# [What you are asked to do]
Your answer must be a single number: the count of lines in the entries below that hold "match".

Stored dataset items
——
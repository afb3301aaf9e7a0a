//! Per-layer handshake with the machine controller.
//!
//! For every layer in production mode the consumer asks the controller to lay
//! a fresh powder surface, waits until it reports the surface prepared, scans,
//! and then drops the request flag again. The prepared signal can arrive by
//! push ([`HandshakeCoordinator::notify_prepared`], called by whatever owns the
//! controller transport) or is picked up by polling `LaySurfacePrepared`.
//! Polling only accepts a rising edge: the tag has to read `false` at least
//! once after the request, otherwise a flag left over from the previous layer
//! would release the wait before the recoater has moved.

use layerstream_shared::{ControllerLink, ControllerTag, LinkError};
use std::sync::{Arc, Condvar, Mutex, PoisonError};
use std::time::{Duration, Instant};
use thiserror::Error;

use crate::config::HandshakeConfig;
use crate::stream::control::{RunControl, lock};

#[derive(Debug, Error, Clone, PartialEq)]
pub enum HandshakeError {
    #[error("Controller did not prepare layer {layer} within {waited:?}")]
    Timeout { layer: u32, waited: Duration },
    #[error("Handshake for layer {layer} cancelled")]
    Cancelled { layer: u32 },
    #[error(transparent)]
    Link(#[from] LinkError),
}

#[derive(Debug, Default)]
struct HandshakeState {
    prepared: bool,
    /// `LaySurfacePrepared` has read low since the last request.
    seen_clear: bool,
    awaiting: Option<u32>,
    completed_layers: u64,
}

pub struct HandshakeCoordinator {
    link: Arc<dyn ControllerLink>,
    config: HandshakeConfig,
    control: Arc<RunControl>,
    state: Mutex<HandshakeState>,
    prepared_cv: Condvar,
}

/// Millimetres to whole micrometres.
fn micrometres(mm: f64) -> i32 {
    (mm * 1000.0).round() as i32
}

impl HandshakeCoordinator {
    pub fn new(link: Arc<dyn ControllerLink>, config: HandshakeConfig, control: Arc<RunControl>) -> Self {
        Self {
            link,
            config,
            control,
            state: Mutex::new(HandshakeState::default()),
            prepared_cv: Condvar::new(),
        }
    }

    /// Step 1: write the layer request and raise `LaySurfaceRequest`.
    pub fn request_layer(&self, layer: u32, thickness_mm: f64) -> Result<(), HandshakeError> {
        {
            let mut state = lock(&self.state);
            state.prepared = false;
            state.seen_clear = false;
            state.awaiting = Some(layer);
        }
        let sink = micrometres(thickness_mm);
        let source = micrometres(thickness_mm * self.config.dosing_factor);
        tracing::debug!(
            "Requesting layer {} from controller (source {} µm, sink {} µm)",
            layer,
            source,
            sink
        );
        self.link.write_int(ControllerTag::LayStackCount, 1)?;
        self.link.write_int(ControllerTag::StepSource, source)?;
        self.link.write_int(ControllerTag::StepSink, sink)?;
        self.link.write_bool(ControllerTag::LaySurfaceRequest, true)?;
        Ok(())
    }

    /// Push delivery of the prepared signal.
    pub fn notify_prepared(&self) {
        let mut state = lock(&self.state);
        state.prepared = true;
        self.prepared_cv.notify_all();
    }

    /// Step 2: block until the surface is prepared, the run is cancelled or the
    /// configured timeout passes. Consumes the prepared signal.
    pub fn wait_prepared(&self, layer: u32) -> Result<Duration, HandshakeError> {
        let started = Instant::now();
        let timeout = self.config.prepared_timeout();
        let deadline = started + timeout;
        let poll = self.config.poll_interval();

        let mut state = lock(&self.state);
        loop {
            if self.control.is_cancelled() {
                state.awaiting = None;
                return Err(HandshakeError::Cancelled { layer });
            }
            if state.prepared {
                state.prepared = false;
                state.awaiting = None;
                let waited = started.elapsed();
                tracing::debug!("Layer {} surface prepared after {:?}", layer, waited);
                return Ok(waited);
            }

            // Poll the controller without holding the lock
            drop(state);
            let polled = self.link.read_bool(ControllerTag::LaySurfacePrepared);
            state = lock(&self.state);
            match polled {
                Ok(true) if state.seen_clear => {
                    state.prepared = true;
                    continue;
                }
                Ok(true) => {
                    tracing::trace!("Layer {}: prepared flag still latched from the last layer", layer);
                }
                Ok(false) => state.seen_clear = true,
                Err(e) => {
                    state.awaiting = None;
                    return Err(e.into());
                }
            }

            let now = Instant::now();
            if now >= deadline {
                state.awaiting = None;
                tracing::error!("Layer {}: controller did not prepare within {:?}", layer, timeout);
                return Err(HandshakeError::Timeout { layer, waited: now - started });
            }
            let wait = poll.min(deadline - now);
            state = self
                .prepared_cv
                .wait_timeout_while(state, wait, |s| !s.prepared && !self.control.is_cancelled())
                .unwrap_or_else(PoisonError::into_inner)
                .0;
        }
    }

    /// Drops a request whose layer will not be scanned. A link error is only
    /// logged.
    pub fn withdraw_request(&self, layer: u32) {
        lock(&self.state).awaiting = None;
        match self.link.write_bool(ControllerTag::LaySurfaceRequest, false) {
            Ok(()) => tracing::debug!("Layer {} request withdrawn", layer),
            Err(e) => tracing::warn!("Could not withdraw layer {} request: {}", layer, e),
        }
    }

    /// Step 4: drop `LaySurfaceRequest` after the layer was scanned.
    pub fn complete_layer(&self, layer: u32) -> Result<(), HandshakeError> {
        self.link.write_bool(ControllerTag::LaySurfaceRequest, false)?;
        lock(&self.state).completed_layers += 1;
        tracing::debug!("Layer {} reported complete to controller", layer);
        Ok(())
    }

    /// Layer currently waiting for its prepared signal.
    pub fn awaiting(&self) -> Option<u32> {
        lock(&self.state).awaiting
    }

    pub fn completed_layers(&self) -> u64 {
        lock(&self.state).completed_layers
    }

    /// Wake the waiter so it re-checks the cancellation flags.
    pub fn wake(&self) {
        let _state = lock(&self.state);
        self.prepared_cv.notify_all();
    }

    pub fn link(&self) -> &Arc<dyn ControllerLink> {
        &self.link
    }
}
——
# [Written answer]
2